**Assignment**
Set down each line from the start of the material exactly, please, up to and including the one that contains "font-family: 'Segoe UI', Tahoma, Geneva, Verdana, sans-serif;".

**Provided entries**

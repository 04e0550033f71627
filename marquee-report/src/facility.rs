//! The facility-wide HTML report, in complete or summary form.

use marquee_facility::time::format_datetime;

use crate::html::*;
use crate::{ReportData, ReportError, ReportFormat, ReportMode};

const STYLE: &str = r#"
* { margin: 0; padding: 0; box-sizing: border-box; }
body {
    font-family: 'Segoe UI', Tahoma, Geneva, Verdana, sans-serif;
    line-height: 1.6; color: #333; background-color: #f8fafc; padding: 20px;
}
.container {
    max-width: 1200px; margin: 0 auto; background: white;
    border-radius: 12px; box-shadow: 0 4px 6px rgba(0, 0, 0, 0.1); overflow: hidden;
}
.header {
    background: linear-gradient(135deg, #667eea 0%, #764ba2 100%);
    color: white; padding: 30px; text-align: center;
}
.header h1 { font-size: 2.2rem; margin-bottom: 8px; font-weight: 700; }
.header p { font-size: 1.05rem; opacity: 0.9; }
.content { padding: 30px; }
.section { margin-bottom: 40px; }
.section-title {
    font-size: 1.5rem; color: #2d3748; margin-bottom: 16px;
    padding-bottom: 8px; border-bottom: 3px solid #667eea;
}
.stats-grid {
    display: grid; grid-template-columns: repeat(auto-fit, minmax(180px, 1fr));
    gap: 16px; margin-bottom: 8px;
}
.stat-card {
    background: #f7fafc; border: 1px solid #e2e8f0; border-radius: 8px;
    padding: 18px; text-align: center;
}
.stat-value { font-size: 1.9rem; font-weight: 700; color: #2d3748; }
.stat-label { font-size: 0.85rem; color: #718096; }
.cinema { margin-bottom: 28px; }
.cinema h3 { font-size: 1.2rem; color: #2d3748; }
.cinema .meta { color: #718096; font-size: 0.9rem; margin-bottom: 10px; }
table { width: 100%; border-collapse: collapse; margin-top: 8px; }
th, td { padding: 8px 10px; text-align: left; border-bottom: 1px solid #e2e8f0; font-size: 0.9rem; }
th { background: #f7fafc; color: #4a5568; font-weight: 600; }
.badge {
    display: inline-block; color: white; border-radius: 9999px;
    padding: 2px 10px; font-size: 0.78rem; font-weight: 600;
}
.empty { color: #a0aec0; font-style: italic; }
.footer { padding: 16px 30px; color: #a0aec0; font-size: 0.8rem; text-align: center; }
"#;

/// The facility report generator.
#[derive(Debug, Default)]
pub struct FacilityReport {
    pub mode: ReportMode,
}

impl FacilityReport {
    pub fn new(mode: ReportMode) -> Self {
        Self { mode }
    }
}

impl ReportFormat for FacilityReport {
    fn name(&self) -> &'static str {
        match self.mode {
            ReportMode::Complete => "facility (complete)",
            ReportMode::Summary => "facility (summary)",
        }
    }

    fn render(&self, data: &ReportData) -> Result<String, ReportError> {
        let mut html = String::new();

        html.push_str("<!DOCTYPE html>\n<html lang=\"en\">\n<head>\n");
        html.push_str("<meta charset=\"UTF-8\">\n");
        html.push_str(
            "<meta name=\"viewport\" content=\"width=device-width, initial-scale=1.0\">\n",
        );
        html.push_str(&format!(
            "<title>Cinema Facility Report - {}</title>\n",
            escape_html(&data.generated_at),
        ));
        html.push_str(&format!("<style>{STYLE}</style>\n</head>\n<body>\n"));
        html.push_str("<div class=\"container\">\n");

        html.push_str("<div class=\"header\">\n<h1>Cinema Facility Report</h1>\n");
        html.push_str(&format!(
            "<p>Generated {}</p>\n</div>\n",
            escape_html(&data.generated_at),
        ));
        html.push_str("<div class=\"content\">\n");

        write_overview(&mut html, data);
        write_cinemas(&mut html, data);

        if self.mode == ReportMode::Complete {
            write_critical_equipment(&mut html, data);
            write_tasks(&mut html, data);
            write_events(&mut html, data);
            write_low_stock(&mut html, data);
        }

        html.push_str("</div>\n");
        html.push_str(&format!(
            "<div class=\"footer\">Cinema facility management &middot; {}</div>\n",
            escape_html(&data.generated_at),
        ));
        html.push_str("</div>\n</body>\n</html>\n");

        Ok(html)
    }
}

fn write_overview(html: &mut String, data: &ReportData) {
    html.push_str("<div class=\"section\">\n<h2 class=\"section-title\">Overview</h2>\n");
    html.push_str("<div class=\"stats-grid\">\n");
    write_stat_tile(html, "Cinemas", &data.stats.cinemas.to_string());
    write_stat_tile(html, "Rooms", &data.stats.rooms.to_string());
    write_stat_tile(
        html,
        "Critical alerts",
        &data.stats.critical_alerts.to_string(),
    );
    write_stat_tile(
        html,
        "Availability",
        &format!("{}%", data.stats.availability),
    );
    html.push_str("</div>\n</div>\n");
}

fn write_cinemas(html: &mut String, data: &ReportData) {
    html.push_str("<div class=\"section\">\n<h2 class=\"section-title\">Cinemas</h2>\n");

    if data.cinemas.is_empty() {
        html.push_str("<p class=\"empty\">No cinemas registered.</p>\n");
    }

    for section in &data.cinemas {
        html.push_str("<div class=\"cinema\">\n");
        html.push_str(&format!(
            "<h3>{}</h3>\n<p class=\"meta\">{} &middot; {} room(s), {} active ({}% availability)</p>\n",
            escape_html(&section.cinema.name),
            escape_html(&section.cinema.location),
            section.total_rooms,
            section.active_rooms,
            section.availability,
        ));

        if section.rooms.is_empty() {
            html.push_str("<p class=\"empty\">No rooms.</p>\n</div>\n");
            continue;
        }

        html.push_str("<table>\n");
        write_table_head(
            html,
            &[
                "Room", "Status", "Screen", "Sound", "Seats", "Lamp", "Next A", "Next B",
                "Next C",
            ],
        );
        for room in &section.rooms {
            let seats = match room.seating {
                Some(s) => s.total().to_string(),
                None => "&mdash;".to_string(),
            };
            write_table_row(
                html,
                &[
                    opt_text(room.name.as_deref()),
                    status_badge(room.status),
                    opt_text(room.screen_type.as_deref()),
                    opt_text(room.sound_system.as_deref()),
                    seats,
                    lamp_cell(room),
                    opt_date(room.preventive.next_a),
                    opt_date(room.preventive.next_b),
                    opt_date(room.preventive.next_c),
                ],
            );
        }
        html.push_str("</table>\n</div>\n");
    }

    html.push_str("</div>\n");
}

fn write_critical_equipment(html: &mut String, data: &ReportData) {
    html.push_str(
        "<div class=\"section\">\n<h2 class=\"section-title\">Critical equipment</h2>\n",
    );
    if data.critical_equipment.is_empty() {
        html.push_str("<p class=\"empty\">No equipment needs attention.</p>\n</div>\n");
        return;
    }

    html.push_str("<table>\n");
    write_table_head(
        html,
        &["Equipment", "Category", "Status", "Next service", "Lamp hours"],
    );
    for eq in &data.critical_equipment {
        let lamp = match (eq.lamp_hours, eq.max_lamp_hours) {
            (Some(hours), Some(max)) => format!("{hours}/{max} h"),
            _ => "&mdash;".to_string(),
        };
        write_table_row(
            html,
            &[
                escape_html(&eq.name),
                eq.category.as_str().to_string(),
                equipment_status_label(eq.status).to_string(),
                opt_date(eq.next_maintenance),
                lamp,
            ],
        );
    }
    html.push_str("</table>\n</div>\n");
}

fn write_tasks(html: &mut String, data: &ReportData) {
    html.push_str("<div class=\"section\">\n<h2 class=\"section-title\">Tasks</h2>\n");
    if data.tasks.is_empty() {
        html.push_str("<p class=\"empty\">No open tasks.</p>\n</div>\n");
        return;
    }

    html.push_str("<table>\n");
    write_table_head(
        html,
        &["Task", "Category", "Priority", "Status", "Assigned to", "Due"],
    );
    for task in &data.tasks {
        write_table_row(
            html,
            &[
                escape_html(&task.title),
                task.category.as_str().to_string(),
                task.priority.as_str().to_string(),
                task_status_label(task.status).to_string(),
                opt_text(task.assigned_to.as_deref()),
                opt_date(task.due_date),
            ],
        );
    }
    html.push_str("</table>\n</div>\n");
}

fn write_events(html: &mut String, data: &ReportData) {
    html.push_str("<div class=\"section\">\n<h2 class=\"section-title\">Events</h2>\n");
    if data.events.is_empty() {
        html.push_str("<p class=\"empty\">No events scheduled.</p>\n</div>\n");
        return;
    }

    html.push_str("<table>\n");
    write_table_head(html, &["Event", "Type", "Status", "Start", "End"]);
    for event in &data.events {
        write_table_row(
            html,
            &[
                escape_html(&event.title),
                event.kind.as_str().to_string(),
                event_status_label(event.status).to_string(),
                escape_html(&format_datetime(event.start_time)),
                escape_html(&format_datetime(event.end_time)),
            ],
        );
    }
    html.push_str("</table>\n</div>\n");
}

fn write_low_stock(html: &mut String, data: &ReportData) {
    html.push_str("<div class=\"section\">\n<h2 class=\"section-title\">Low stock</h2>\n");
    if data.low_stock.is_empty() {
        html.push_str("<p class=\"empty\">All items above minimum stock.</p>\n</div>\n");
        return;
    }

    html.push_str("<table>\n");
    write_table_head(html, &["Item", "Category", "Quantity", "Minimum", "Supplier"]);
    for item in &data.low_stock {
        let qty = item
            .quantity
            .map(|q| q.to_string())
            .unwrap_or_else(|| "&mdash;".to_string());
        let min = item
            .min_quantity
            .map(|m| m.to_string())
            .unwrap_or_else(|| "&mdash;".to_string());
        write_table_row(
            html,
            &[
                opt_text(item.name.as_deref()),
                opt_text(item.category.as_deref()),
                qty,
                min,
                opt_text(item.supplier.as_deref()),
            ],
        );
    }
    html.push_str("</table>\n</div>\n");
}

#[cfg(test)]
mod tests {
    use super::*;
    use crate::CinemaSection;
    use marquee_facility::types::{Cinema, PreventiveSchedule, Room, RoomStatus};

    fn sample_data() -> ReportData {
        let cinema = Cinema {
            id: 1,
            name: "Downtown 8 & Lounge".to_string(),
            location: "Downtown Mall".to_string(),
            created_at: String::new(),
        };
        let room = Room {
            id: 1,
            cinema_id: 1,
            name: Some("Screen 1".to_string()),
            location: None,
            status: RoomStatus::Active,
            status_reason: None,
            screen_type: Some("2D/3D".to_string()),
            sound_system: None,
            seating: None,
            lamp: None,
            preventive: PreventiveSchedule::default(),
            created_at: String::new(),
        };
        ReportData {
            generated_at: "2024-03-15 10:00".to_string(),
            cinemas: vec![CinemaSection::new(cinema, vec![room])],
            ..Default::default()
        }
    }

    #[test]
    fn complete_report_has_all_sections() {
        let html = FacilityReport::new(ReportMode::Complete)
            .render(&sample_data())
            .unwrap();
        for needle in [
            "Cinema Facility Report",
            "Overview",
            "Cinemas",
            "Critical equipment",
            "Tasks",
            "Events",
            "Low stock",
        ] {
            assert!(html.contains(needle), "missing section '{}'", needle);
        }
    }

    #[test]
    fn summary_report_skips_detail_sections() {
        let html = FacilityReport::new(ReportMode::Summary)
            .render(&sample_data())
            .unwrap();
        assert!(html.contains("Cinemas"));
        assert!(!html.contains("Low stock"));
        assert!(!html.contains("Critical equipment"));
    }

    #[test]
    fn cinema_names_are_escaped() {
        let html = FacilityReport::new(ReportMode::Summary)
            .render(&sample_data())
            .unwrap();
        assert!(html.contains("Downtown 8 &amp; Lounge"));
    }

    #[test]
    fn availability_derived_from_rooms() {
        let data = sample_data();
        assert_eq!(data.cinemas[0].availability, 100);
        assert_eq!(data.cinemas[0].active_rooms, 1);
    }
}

**The answer**
repository 04e0550033f71627
filename marquee-report/src/facility.rs
//! The facility-wide HTML report, in complete or summary form.

use marquee_facility::time::format_datetime;

use crate::html::*;
use crate::{ReportData, ReportError, ReportFormat, ReportMode};

const STYLE: &str = r#"
* { margin: 0; padding: 0; box-sizing: border-box; }
body {
    font-family: 'Segoe UI', Tahoma, Geneva, Verdana, sans-serif;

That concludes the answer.